Collected data
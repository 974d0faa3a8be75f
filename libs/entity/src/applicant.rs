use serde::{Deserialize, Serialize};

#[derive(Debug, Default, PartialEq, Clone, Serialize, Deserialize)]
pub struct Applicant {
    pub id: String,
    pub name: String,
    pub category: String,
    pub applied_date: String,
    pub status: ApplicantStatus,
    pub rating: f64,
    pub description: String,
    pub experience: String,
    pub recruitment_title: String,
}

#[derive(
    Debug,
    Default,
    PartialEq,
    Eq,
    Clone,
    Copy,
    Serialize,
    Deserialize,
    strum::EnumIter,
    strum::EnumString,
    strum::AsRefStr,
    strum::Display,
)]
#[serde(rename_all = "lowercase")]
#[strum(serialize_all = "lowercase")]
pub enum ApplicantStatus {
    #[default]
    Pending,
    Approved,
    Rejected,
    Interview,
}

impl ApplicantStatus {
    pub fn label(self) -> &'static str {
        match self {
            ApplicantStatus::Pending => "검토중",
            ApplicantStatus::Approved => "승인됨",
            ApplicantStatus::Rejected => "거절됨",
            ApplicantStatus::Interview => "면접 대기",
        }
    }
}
==
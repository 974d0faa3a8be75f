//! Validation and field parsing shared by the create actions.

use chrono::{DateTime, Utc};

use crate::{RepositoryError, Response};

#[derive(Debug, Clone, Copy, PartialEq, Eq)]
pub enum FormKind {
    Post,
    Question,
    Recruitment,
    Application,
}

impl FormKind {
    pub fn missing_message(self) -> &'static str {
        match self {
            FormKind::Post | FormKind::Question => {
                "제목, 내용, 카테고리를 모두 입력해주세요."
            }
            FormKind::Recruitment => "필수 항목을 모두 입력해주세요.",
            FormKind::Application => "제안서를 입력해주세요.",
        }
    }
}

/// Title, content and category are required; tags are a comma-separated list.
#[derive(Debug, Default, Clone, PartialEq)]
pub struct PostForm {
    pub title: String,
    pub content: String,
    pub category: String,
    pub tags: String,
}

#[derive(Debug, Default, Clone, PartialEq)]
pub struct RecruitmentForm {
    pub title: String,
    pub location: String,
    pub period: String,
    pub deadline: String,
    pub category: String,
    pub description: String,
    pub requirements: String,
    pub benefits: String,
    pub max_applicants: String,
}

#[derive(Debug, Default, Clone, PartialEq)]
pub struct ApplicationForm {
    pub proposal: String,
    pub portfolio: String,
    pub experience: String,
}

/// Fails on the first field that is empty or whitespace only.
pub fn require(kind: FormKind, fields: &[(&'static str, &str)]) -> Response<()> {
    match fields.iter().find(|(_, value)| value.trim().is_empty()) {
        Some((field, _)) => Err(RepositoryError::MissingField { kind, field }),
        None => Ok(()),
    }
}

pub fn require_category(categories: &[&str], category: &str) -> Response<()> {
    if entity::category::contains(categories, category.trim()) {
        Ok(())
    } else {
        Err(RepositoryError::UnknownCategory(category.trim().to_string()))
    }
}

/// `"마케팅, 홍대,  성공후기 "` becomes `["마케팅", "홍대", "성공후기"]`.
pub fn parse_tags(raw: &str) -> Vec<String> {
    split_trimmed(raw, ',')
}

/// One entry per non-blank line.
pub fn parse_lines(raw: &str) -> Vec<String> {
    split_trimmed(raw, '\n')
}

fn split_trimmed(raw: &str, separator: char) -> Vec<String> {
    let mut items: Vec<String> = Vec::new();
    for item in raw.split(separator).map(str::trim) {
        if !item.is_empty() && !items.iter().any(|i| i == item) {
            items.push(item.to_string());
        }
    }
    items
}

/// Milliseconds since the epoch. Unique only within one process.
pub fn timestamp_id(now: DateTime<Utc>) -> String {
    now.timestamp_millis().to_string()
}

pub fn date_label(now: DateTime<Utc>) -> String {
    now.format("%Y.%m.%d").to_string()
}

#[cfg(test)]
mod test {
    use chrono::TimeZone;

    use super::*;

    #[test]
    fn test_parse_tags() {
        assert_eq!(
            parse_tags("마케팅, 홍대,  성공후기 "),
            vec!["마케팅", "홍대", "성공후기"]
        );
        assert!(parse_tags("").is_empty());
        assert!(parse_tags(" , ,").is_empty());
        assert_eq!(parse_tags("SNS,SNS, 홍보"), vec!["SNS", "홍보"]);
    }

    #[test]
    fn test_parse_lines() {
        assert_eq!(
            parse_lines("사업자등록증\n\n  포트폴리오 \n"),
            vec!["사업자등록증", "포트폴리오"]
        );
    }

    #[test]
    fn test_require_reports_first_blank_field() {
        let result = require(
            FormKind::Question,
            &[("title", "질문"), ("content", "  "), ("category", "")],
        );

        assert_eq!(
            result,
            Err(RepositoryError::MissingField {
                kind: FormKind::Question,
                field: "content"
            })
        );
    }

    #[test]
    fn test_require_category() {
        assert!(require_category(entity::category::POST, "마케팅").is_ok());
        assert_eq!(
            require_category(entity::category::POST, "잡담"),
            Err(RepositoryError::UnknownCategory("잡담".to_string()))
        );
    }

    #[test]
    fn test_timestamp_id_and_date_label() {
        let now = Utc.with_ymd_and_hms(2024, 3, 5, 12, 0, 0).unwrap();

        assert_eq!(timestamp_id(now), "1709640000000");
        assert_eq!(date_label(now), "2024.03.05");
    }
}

ABOUT THIS EXERCISE
Lines with the word "strum" in them are the answer; report each one from the data.

THE ANSWER
    strum::EnumIter,
    strum::EnumString,
    strum::AsRefStr,
    strum::Display,
#[strum(serialize_all = "lowercase")]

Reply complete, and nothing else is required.